The idea of a council was first broached by Carolyn McGinn, a state senator whose family farms in both Harvey and Sedgwick counties. McGinn says she got interested in the concept of a council after attending a conference on sustainable farming in Wichita and talking to individuals interested in starting one in Sedgwick County. McGinn has a personal stake in the issue. In addition to conventional grain farming, she and her family have diversified into raising chickens for eggs, bees for honey and grapes for local winemakers. She’d like to see agro-tourism take hold in the area.
But McGinn, with a foot in two counties, began to think her efforts might be better placed in Harvey County. “It’s a very cooperative community that seems to work toward things that are sustainable. I think some of it is the Mennonite heritage.”
At the time, only a few food councils existed in Kansas, but it’s an idea that has since caught on. According to the Kansas Alliance for Wellness, a Topeka-based arm of the American Heart Association that has encouraged their formation, there are now 15 councils covering 31 counties across the state.
McGinn telephoned John Waltner, Harvey County’s administrator at the time, to see what he thought. They met at a Newton restaurant.
Waltner, who recently retired, takes pride in the idea that “in Harvey County, usually when something seems like a good idea, we tend to try to make it happen.”
Waltner saw one big potential obstacle in the form of the Kansas Farm Bureau, the state’s largest agriculture group, and its local chapter. In other places around the state, the Farm Bureau had opposed the formation of food councils when those organizations aspired to a policymaking role that would affect large-scale producers of commodities such as wheat and soybeans.
Waltner and McGinn both thought a council would be far more effective if sanctioned by the Harvey County Commission. “If we had been battling the Farm Bureau, there wouldn’t have been any chance at all” that would happen, Waltner says.
So Waltner had coffee with Steve McCloud, who was at that time president of the Harvey County Farm Bureau. (He’s now on the Farm Bureau’s state board representing Harvey, Sedgwick and eight other counties).

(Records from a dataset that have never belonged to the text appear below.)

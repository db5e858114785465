use std::env;
use std::ffi::{OsStr, OsString};
use std::path::{Path, PathBuf};
use thiserror::Error;

use crate::env_vars::{HOME, VCSLOG_HOME};

pub const VCSLOG_DIR_NAME: &str = ".vcslog";
pub const LOGS_SUBDIR: &str = "logs";
pub const BIN_SUBDIR: &str = "bin";
pub const SESSION_LOG_PREFIX: &str = "vcslog";

#[derive(Debug, Error, PartialEq, Eq)]
pub enum PathError {
    #[error("environment variable ${0} is not set")]
    MissingVar(&'static str),
}

pub fn vcslog_home() -> Result<PathBuf, PathError> {
    if let Some(override_home) = env::var_os(VCSLOG_HOME) {
        if !override_home.is_empty() {
            return Ok(PathBuf::from(override_home));
        }
    }
    let home = env::var_os(HOME)
        .filter(|h| !h.is_empty())
        .ok_or(PathError::MissingVar(HOME))?;
    Ok(PathBuf::from(home).join(VCSLOG_DIR_NAME))
}

pub fn logs_dir() -> Result<PathBuf, PathError> {
    Ok(vcslog_home()?.join(LOGS_SUBDIR))
}

pub fn bin_dir() -> Result<PathBuf, PathError> {
    Ok(vcslog_home()?.join(BIN_SUBDIR))
}

/// Session log file name for one invocation: `vcslog-<name>-<pid>`
pub fn session_log_name(invoked_name: &OsStr, pid: u32) -> OsString {
    let mut name = OsString::from(SESSION_LOG_PREFIX);
    name.push("-");
    name.push(invoked_name);
    name.push(format!("-{pid}"));
    name
}

pub fn session_log_path(logs_dir: &Path, invoked_name: &OsStr, pid: u32) -> PathBuf {
    logs_dir.join(session_log_name(invoked_name, pid))
}
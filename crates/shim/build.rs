use std::{env, process::Command};

fn main() {
    println!("cargo:rerun-if-changed=Cargo.toml");

    let version = env::var("CARGO_PKG_VERSION").unwrap();

    // Non-git builds (e.g. from a source tarball) carry the bare crate version
    let git_hash = if std::path::Path::new("../../.git").exists() {
        Command::new("git")
            .args(["rev-parse", "--short", "HEAD"])
            .output()
            .ok()
            .filter(|o| o.status.success())
            .and_then(|o| String::from_utf8(o.stdout).ok())
            .map(|h| h.trim().to_string())
            .filter(|h| !h.is_empty())
    } else {
        None
    };

    let version_string = match git_hash {
        Some(hash) => format!("vcslog-wrapper-{version}-{hash}"),
        None => format!("vcslog-wrapper-{version}"),
    };

    println!("cargo:rustc-env=VCSLOG_WRAPPER_VERSION={version_string}");
}
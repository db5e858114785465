//! vcslog - manage the vcslog command wrapper
//!
//! The wrapper itself (`vcslog-wrapper`) has no command line of its own; this
//! binary provisions the directories and links it depends on.

mod setup;

use anyhow::Result;
use clap::{Parser, Subcommand};
use std::env;
use std::ffi::{OsStr, OsString};
use vcslog_common::env_vars::VCSLOG_DEBUG;
use vcslog_common::paths;
use vcslog_shim::{init_diagnostics, quote_os, QUOTE_BUFFER_SIZE};

use crate::setup::{run_setup, SetupArgs};

#[derive(Parser, Debug)]
#[command(name = "vcslog")]
#[command(version, about = "Audit logging for version-control commands", long_about = None)]
struct Cli {
    /// Print debug diagnostics to stderr
    #[arg(short, long, global = true)]
    verbose: bool,

    #[command(subcommand)]
    command: Commands,
}

#[derive(Subcommand, Debug)]
enum Commands {
    /// Link the wrapper under the VCS names and create the log directory
    Setup(SetupArgs),
    /// Print the data, bin and log directories the wrapper uses
    Paths,
    /// Print the session log form of a single argument
    Quote {
        #[arg(allow_hyphen_values = true)]
        arg: OsString,
    },
}

fn main() -> Result<()> {
    let cli = Cli::parse();
    init_diagnostics(cli.verbose || env::var_os(VCSLOG_DEBUG).is_some());

    let exit_code = match cli.command {
        Commands::Setup(args) => run_setup(&args)?,
        Commands::Paths => print_paths()?,
        Commands::Quote { arg } => print_quoted(&arg)?,
    };
    std::process::exit(exit_code);
}

fn print_paths() -> Result<i32> {
    println!("root: {}", paths::vcslog_home()?.display());
    println!("bin:  {}", paths::bin_dir()?.display());
    println!("logs: {}", paths::logs_dir()?.display());
    Ok(0)
}

fn print_quoted(arg: &OsStr) -> Result<i32> {
    use std::io::Write;

    let token = quote_os(arg, QUOTE_BUFFER_SIZE)?;
    let mut stdout = std::io::stdout().lock();
    stdout.write_all(&token)?;
    stdout.write_all(b"\n")?;
    Ok(0)
}
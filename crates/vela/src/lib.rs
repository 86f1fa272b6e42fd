//! Execution engine for the Vela scripting language.
//!
//! The core is a dual-layer interpreter: a tree-walking evaluator over HIR
//! and a register-based interpreter over MIR, sharing one runtime value
//! model, environment, member resolver, dispatch subsystem, structured
//! concurrency core, and foreign bridge. Front ends (lexer, parser, HIR
//! builder, HIR→MIR lowering) live outside this crate and hand the engine a
//! well-formed module.
//!
//! # Quick start
//!
//! ```
//! use vela::{Interpreter, ProgramModule, SecurityPolicy};
//! use vela::hir::{Expr, ExprKind, Lit, Loc};
//!
//! let mut interp = Interpreter::new(SecurityPolicy::standard());
//! interp.register_builtins();
//! let expr = Expr::new(ExprKind::Literal(Lit::Int(41)), Loc::default());
//! let value = interp.eval(expr).unwrap();
//! assert_eq!(value.render(), "41");
//! ```

pub mod builtins;
pub mod concurrent;
pub mod env;
pub mod errors;
pub mod foreign;
pub mod hir;
pub mod io;
mod member;
pub mod mir;
pub mod ops;
pub mod policy;
pub mod resource;
pub mod runtime;
pub mod tracer;
pub mod types;
pub mod value;

mod interp;

pub use crate::{
    builtins::Builtin,
    concurrent::{CancelToken, Executor, ScopeMode, Scheduler},
    env::{Env, EnvFrame},
    errors::{CodeLoc, ExcKind, Exception, RunError, RunResult, StackFrame},
    foreign::{ExternalObject, ForeignClass, ForeignClassBuilder},
    interp::{Interpreter, ProgramModule},
    io::{CaptureConsole, Console, NullConsole, StdConsole},
    policy::{PolicyLevel, SecurityPolicy},
    resource::{ResourceLimits, ResourceTracker},
    runtime::{AnnotationHandle, Runtime},
    tracer::{ExecTracer, NoopTracer, RecordingTracer, StderrTracer, TraceEvent},
    value::{Foreign, TypeTag, Value},
};
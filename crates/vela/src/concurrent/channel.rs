use std::{
    sync::atomic::{AtomicBool, Ordering},
    time::{Duration, Instant},
};

use crossbeam_channel::{Receiver, RecvTimeoutError, SendTimeoutError, Sender, bounded, unbounded};
use parking_lot::Mutex;

use crate::{
    concurrent::CancelToken,
    errors::{ExcKind, RunError, RunResult},
    value::Value,
};

/// Polling interval for blocking operations so cancellation stays observable.
const POLL: Duration = Duration::from_millis(25);

/// FIFO channel value: bounded (including capacity-0 rendezvous) or
/// unbounded.
///
/// `send` blocks when full, `receive` blocks when empty; both poll the
/// caller's cancel token while blocked. Sending to a closed channel raises
/// `ChannelClosed`; receiving from a closed empty channel raises too, while
/// `tryReceive` just returns null.
#[derive(Debug)]
pub struct ChannelValue {
    /// Sender side, dropped on `close` to disconnect the channel.
    tx: Mutex<Option<Sender<Value>>>,
    rx: Receiver<Value>,
    closed: AtomicBool,
    capacity: Option<usize>,
}

impl ChannelValue {
    pub fn new(capacity: Option<usize>) -> Self {
        let (tx, rx) = match capacity {
            Some(cap) => bounded(cap),
            None => unbounded(),
        };
        Self {
            tx: Mutex::new(Some(tx)),
            rx,
            closed: AtomicBool::new(false),
            capacity,
        }
    }

    pub fn capacity(&self) -> Option<usize> {
        self.capacity
    }

    pub fn is_closed(&self) -> bool {
        self.closed.load(Ordering::Acquire)
    }

    fn closed_error() -> RunError {
        RunError::exc(ExcKind::ChannelClosed, "channel is closed")
    }

    /// Blocking send; rendezvous channels complete only when a receiver
    /// takes the value.
    pub fn send(&self, value: Value, cancel: &CancelToken) -> RunResult<()> {
        if self.is_closed() {
            return Err(Self::closed_error());
        }
        // Clone the sender out of the lock so `close` stays callable while a
        // rendezvous send is parked.
        let sender = match &*self.tx.lock() {
            Some(tx) => tx.clone(),
            None => return Err(Self::closed_error()),
        };
        let mut pending = value;
        loop {
            if self.is_closed() {
                return Err(Self::closed_error());
            }
            cancel.check()?;
            match sender.send_timeout(pending, POLL) {
                Ok(()) => return Ok(()),
                Err(SendTimeoutError::Timeout(v)) => pending = v,
                Err(SendTimeoutError::Disconnected(_)) => return Err(Self::closed_error()),
            }
        }
    }

    /// Blocking receive; raises `ChannelClosed` once closed and drained.
    pub fn receive(&self, cancel: &CancelToken) -> RunResult<Value> {
        self.receive_opt(cancel)?.ok_or_else(Self::closed_error)
    }

    /// Blocking receive returning `None` once closed and drained.
    ///
    /// Used by the channel iterator, which treats close as end of stream.
    pub fn receive_opt(&self, cancel: &CancelToken) -> RunResult<Option<Value>> {
        loop {
            cancel.check()?;
            match self.rx.recv_timeout(POLL) {
                Ok(v) => return Ok(Some(v)),
                Err(RecvTimeoutError::Timeout) => {}
                Err(RecvTimeoutError::Disconnected) => return Ok(None),
            }
        }
    }

    /// Receive with a deadline: raises `Timeout` when `ms` elapses first.
    pub fn receive_timeout(&self, ms: u64, cancel: &CancelToken) -> RunResult<Value> {
        let deadline = Instant::now() + Duration::from_millis(ms);
        loop {
            cancel.check()?;
            let now = Instant::now();
            if now >= deadline {
                return Err(RunError::exc(
                    ExcKind::Timeout,
                    format!("receive timed out after {ms} ms"),
                ));
            }
            let window = POLL.min(deadline - now);
            match self.rx.recv_timeout(window) {
                Ok(v) => return Ok(v),
                Err(RecvTimeoutError::Timeout) => {}
                Err(RecvTimeoutError::Disconnected) => return Err(Self::closed_error()),
            }
        }
    }

    /// Non-blocking receive: `None` when empty (closed or not).
    pub fn try_receive(&self) -> Option<Value> {
        self.rx.try_recv().ok()
    }

    /// Closes the channel. Parked receivers drain buffered values and then
    /// observe the disconnect.
    pub fn close(&self) {
        self.closed.store(true, Ordering::Release);
        self.tx.lock().take();
    }
}

#[cfg(test)]
mod tests {
    use std::{sync::Arc, thread, time::Duration};

    use super::*;

    fn token() -> CancelToken {
        CancelToken::new()
    }

    #[test]
    fn bounded_send_receive_in_order() {
        let ch = ChannelValue::new(Some(2));
        let t = token();
        ch.send(Value::Int(10), &t).unwrap();
        ch.send(Value::Int(20), &t).unwrap();
        assert!(ch.receive(&t).unwrap().equals(&Value::Int(10)));
        assert!(ch.receive(&t).unwrap().equals(&Value::Int(20)));
    }

    #[test]
    fn rendezvous_completes_only_with_receiver() {
        let ch = Arc::new(ChannelValue::new(Some(0)));
        let sender = ch.clone();
        let handle = thread::spawn(move || {
            let t = token();
            sender.send(Value::Int(1), &t)
        });
        // Give the sender time to park on the rendezvous.
        thread::sleep(Duration::from_millis(50));
        assert!(!handle.is_finished());
        assert!(ch.receive(&token()).unwrap().equals(&Value::Int(1)));
        handle.join().unwrap().unwrap();
    }

    #[test]
    fn closed_channel_raises() {
        let ch = ChannelValue::new(None);
        let t = token();
        ch.send(Value::Int(1), &t).unwrap();
        ch.close();
        let err = ch.send(Value::Int(2), &t).unwrap_err();
        assert_eq!(err.kind(), ExcKind::ChannelClosed);
        // Buffered values drain before the closed error surfaces.
        assert!(ch.receive(&t).unwrap().equals(&Value::Int(1)));
        assert_eq!(ch.receive(&t).unwrap_err().kind(), ExcKind::ChannelClosed);
    }

    #[test]
    fn try_receive_returns_none_on_empty() {
        let ch = ChannelValue::new(Some(1));
        assert!(ch.try_receive().is_none());
        ch.send(Value::Int(5), &token()).unwrap();
        assert!(ch.try_receive().unwrap().equals(&Value::Int(5)));
    }

    #[test]
    fn receive_timeout_raises_timeout() {
        let ch = ChannelValue::new(Some(1));
        let err = ch.receive_timeout(30, &token()).unwrap_err();
        assert_eq!(err.kind(), ExcKind::Timeout);
    }
}
#[test]
fn mir_classes_fields_and_virtual_dispatch() {
    // class Box { var v; fun reading() = this.v } used twice so the call
    // site's inline cache gets a hit on the second call.
    let mut module = MirModule::new("m");
    module.add_function(MirFunction {
        name: Arc::from("Box_reading"),
        params: vec![Arc::from("this")],
        has_this: true,
        kind: MirFnKind::Normal,
        frame_size: 2,
        blocks: vec![block(
            vec![Inst::GetField {
                dst: 1,
                obj: 0,
                name: Arc::from("v"),
            }],
            Terminator::Return(Some(1)),
        )],
        try_catch: Vec::new(),
        reified: Vec::new(),
    });
    module.classes.push(MirClass {
        name: Arc::from("Box"),
        kind: ClassKind::Class,
        superclass: None,
        interfaces: Vec::new(),
        is_abstract: false,
        is_sealed: false,
        is_data: false,
        fields: vec![MirField {
            name: Arc::from("v"),
            mutable: true,
            visibility: Visibility::Public,
        }],
        methods: vec![MirMethodRef {
            name: Arc::from("reading"),
            function: Arc::from("Box_reading"),
            visibility: Visibility::Public,
            is_static: false,
            is_default: false,
            is_abstract: false,
        }],
        constructors: Vec::new(),
        data_fields: Vec::new(),
        annotations: Vec::new(),
        enum_entries: Vec::new(),
    });
    module.add_function(function(
        "main",
        &[],
        5,
        vec![block(
            vec![
                Inst::NewObject {
                    dst: 0,
                    owner: Arc::from("Box"),
                },
                Inst::ConstInt { dst: 1, value: 33 },
                Inst::SetField {
                    obj: 0,
                    name: Arc::from("v"),
                    src: 1,
                },
                // first call: cache miss, resolve + fill
                Inst::InvokeVirtual {
                    dst: Some(2),
                    recv: 0,
                    method: Arc::from("reading"),
                    args: vec![],
                    named: None,
                    cache: VirtualCache::new(),
                },
                // second call through the same kind of site
                Inst::InvokeVirtual {
                    dst: Some(3),
                    recv: 0,
                    method: Arc::from("reading"),
                    args: vec![],
                    named: None,
                    cache: VirtualCache::new(),
                },
                Inst::Binary {
                    dst: 4,
                    op: BinOp::Add,
                    lhs: 2,
                    rhs: 3,
                },
            ],
            Terminator::Return(Some(4)),
        )],
    ));
    expect_int(run_mir(module), 66);
}

#[test]
fn reified_type_arguments_flow_into_type_checks() {
    // isT(x) with reified [T]: returns x is T. Called as `isT#Int`.
    let mut module = MirModule::new("m");
    module.add_function(MirFunction {
        name: Arc::from("isT"),
        params: vec![Arc::from("x")],
        has_this: false,
        kind: MirFnKind::Normal,
        frame_size: 2,
        blocks: vec![block(
            vec![Inst::TypeCheck {
                dst: 1,
                src: 0,
                name: Arc::from("T"),
            }],
            Terminator::Return(Some(1)),
        )],
        try_catch: Vec::new(),
        reified: vec![Arc::from("T")],
    });
    module.add_function(function(
        "main",
        &[],
        3,
        vec![block(
            vec![
                Inst::ConstInt { dst: 0, value: 9 },
                static_call(1, "isT#Int", vec![0]),
                static_call(2, "isT#String", vec![0]),
            ],
            Terminator::Branch {
                cond: Cond::Reg(2),
                then_bb: 1,
                else_bb: 2,
            },
        ),
        block(vec![Inst::ConstInt { dst: 0, value: -1 }], Terminator::Return(Some(0))),
        // isT#Int must be true, isT#String false -> land here, return r1
        block(vec![], Terminator::Return(Some(1))),
        ],
    ));
    let v = run_mir(module).unwrap();
    assert!(v.equals(&Value::Bool(true)));
}

#[test]
fn virtual_cache_stores_and_hits_by_class_id() {
    use vela::types::Callable;

    let cache = VirtualCache::new();
    let id_a = vela::types::ClassId::new(0);
    let id_b = vela::types::ClassId::new(1);
    assert!(cache.lookup(id_a).is_none());
    cache.store(id_a, Callable::Builtin(vela::Builtin::TypeOf));
    assert!(cache.lookup(id_a).is_some());
    // a different receiver class misses
    assert!(cache.lookup(id_b).is_none());
}

#[test]
fn const_float_boxes_as_double() {
    let mut module = MirModule::new("m");
    module.add_function(function(
        "main",
        &[],
        1,
        vec![block(
            vec![Inst::ConstFloat { dst: 0, value: 2.5 }],
            Terminator::Return(Some(0)),
        )],
    ));
    let v = run_mir(module).unwrap();
    assert!(v.equals(&Value::Double(2.5)));
}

“I told him we’re trying to do something that would not focus on regulations at all,” Waltner says. “We weren’t telling producers how they needed to use their land. We were just looking for ways to allow ag producers to diversify a little bit if they wanted to, and promote farm-to-table efforts.”
McCloud says the perception that the Farm Bureau tends to represent the interests of large-scale agricultural producers is accurate. Large-scale agriculture drives Harvey County’s economy in more ways than one, he says, noting that the county’s largest employer is Hesston’s Agco Corp., which manufactures combines and planters.
But the Farm Bureau, he adds, “hopes to represent all aspects of agricultural, from small farmers to large producers.
“We’re not enemies. Issues that affect production – clean water, pesticide use, runoff – they affect everyone from someone with a market garden to someone who is raising commodities.”
In some places, he’s not sure a partnership between a food council and the Farm Bureau would work.
“Every place is different. There are areas, particularly when you get into some counties – I’m not going to name names – I don’t want to say it’s adversarial, but it’s a different kind of relationship.”
But with Waltner’s assurances, McCloud got on board, helping persuade his membership that it was a good idea to be involved. Indeed, the Farm Bureau chapter even offered to serve as a kind of fiscal agent for the fledgling council, although that did not prove necessary.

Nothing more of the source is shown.